Thomas V. Morris (born 1952), is an American philosopher. He is a former professor of philosophy at the University of Notre Dame, Indiana. He is a founder of the Morris Institute for Human Values, and author of several books. He is also a business and motivational speaker, applying philosophical themes and concepts to business and professional life.

Morris sees the past century's focus on technical efforts in analytic philosophy as having given philosophy the image of an arcane or irrelevant endeavor. He has attempted to make philosophy widely accessible, rediscovering the practical side of philosophy, and introducing people to the themes and philosophers.

Early life
Morris was born and grew up in North Carolina. Morris is an avid rock guitarist. He graduated from the University of North Carolina at Chapel Hill, where he was a Morehead Scholar, and holds a Ph.D. in Philosophy and Religious Studies from Yale University. UNC has honored him with the "Distinguished Young Alumnus Award".

Academia
For fifteen years Morris served as a professor of philosophy at the University of Notre Dame, where he attempted to transform esoteric concepts and obscure academic texts into lively and fun learning experiences. As an example, he arranged for the school marching band to play in class to motivate students who were about to take a test in one of his philosophy classes.

Morris has made academic contributions to the philosophy of religion and is considered an important contributor to analytic discussions of many critical areas in both philosophy and theology. One of his earliest publications remains a classic text in contemporary philosophical theology, The Logic of God Incarnate. He has also written other works in general philosophy, as well as in philosophical theology, such as Anselmian Explorations: Essays in Philosophical Theology (1987), Divine and Human Action: Essays in the Metaphysics of Theism (1988), Philosophy and the Christian Faith (1988), Our Idea of God (1991), and God and the Philosophers: The Reconciliation of Faith and Reason.

Popular philosophy and motivational speaking
Morris' books include Francis Schaeffer's Apologetics: A Critique, Understanding Identity Statements, The Logic of God Incarnate, Anselmian Explorations, The Concept of God, Our Idea of God, The Bluffer's Guide to Philosophy, Philosophy and the Christian Faith, Divine and Human Action, Our Idea of God, Making Sense of It All, God and the Philosophers, Philosophy for Dummies, True Success, The Art of Achievement, If Aristotle Ran General Motors, The Stoic Art of Living, Superheroes and Philosophy, and his latest text, If Harry Potter Ran General Electric.

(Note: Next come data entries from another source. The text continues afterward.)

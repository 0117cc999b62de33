//! Scoped ephemeral files.
//!
//! The merged request profile only exists for the duration of one issuance.
//! A [`Scratch`] handle owns the backing temp file; the file is removed
//! exactly once when the handle drops, which covers normal completion and
//! `?`-propagated aborts alike. Removal failures (including a file already
//! gone) are ignored: cleanup never turns into a fatal error of its own.

use std::io::Write;
use std::path::Path;

use tempfile::NamedTempFile;
use tracing::debug;

/// An ephemeral file holding `content`, deleted when dropped.
#[derive(Debug)]
pub struct Scratch {
    file: NamedTempFile,
}

impl Scratch {
    /// Materialize `content` as a uniquely named temp file.
    pub fn acquire(content: &str) -> crate::Result<Self> {
        let mut file = NamedTempFile::new()?;
        file.write_all(content.as_bytes())?;
        file.flush()?;
        debug!("materialized scratch file at {}", file.path().display());
        Ok(Self { file })
    }

    pub fn path(&self) -> &Path {
        self.file.path()
    }
}

#[cfg(test)]
mod tests {
    use super::*;
    use std::path::PathBuf;

    #[test]
    fn holds_content_while_alive() {
        let scratch = Scratch::acquire("[ req ]\ndefault_bits = 2048\n").unwrap();
        let read_back = std::fs::read_to_string(scratch.path()).unwrap();
        assert!(read_back.contains("default_bits"));
    }

    #[test]
    fn removed_on_drop() {
        let path: PathBuf;
        {
            let scratch = Scratch::acquire("gone soon").unwrap();
            path = scratch.path().to_path_buf();
            assert!(path.is_file());
        }
        assert!(!path.exists());
    }

    #[test]
    fn removed_when_owning_scope_errors() {
        fn failing_pipeline(observed: &mut PathBuf) -> crate::Result<()> {
            let scratch = Scratch::acquire("merged profile")?;
            *observed = scratch.path().to_path_buf();
            Err(crate::CaError::Profile("induced failure".into()))
        }

        let mut path = PathBuf::new();
        assert!(failing_pipeline(&mut path).is_err());
        assert!(!path.exists());
    }

    #[test]
    fn external_removal_is_benign() {
        let scratch = Scratch::acquire("already gone").unwrap();
        std::fs::remove_file(scratch.path()).unwrap();
        drop(scratch); // must not panic
    }
}
//! Materialization of the on-disk configuration profiles.
//!
//! Every file here follows create-if-absent semantics: defaults are written
//! once and later runs leave existing content untouched, so local edits to
//! the templates survive re-provisioning. This is deliberately the opposite
//! of the CA issuer, which overwrites its material on every run.

use std::io::Write;
use std::path::Path;

use tempfile::NamedTempFile;
use tracing::debug;

use crate::paths::CaPaths;

/// Shared base request template: key parameters, distinguished-name
/// prompts and the default extension profiles.
pub(crate) const BASE_CONFIG: &str = "\
[ req ]
default_bits        = 2048
default_md          = sha256
default_keyfile     = privkey.pem
distinguished_name  = req_distinguished_name
req_extensions      = v3_req
x509_extensions     = v3_ca

[ req_distinguished_name ]
countryName                     = Country Name (2 letter code)
countryName_default             = CN
stateOrProvinceName             = State or Province Name
stateOrProvinceName_default     = State
localityName                    = Locality Name
localityName_default            = City
organizationName                = Organization Name
organizationName_default        = Organization
organizationalUnitName          = Organizational Unit Name
organizationalUnitName_default  = Unit
commonName                      = Common Name
commonName_max                  = 64
commonName_default              = localhost
emailAddress                    = Email Address
emailAddress_max                = 64
emailAddress_default            = admin@example.com

[ v3_req ]
basicConstraints       = CA:FALSE
keyUsage               = nonRepudiation, digitalSignature, keyEncipherment
extendedKeyUsage       = serverAuth
subjectAltName         = @alt_names

[ v3_ca ]
basicConstraints       = critical, CA:true
subjectKeyIdentifier   = hash
authorityKeyIdentifier = keyid:always, issuer:always
keyUsage               = cRLSign, keyCertSign, digitalSignature, nonRepudiation, keyEncipherment, dataEncipherment
";

/// CA extension profile on its own (no subjectAltName).
pub(crate) const CA_EXTENSIONS: &str = "\
[ v3_ca ]
basicConstraints       = critical, CA:true
subjectKeyIdentifier   = hash
authorityKeyIdentifier = keyid:always, issuer:always
keyUsage               = cRLSign, keyCertSign, digitalSignature, nonRepudiation, keyEncipherment, dataEncipherment
";

/// Leaf (server) extension profile on its own.
pub(crate) const LEAF_EXTENSIONS: &str = "\
[ v3_req ]
basicConstraints       = CA:FALSE
keyUsage               = nonRepudiation, digitalSignature, keyEncipherment
extendedKeyUsage       = serverAuth
subjectAltName         = @alt_names
";

/// Default subject-alt-name block for a domain: a single DNS entry.
pub(crate) fn default_san_block(domain: &str) -> String {
    format!("[ alt_names ]\nDNS.1 = {domain}\n")
}

/// Default subject line for a domain.
pub(crate) fn default_subject_line(domain: &str) -> String {
    format!("/C=CN/ST=State/L=City/O=Organization/OU=Unit/CN={domain}")
}

/// Ensure the storage directory and all configuration artifacts exist.
///
/// Writes each of the three shared templates and the two domain-specific
/// files only if the file is not already present. Each write is atomic
/// (temp file + rename), so a partially written template is never
/// observable even if the process dies mid-write.
pub fn ensure_config(paths: &CaPaths, domain: &str) -> crate::Result<()> {
    paths.ensure_dir()?;

    write_if_absent(&paths.base_config(), BASE_CONFIG)?;
    write_if_absent(&paths.ca_extensions(), CA_EXTENSIONS)?;
    write_if_absent(&paths.leaf_extensions(), LEAF_EXTENSIONS)?;
    write_if_absent(&paths.domain_config(domain), &default_san_block(domain))?;
    write_if_absent(&paths.domain_subject(domain), &default_subject_line(domain))?;

    Ok(())
}

fn write_if_absent(path: &Path, content: &str) -> crate::Result<()> {
    if path.exists() {
        debug!("keeping existing {}", path.display());
        return Ok(());
    }

    let dir = path.parent().unwrap_or_else(|| Path::new("."));
    let mut file = NamedTempFile::new_in(dir)?;
    file.write_all(content.as_bytes())?;
    file.as_file().sync_all()?;
    file.persist(path).map_err(|error| error.error)?;
    debug!("wrote {}", path.display());
    Ok(())
}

Morris seeks to make philosophy interesting, intelligible, and practical to the ordinary person. Early in his academic career, he authored a privately circulated project, The Bluffer's Guide to Philosophy and the popular Making Sense of It All: Pascal and the Meaning of Life - two books that provide the amateur philosopher easy access to philosophical works and concepts.

In Making Sense of It All, Morris examined one of the great Christian thinkers of all time, Blaise Pascal. In this book, Morris highlighted Pascal's observation that diversion is one of the greatest spiritual dangers of our age. Morris argues that diversion can only keep the "big questions" about the meaning of life at bay for so long. He points out that people are hungry to engage in intelligent dialogue about the purpose and meaning of life. He draws from Pascal's view in the Pensées that people need to understand the larger context of their lives in order to determine how to live. As people confront ethical dilemmas in everyday life, they begin to ask more probing questions that eventually lead to ultimate questions about life, death, morality, value, meaning, and purpose.

Recently, Morris has continued to popularize philosophy and foster reflections on life and the meaning of it all in such works as Philosophy for Dummies, True Success, If Aristotle Ran General Motors, The Art of Achievement, and The Stoic Art of Living.  In The Stoic Art of Living, he relates the ideas of Epictetus, Seneca and Marcus Aurelius, and transforms them into intelligible concepts and practical applications to contemporary life.

Castellano et al. describe If Aristotle Ran General Motors as "compelling" and "persuasive" in arguing that in addition to codes of conduct and ethical guidelines, the creation of an ethical workplace climate requires "socially harmonious relationships" to be embedded in practice.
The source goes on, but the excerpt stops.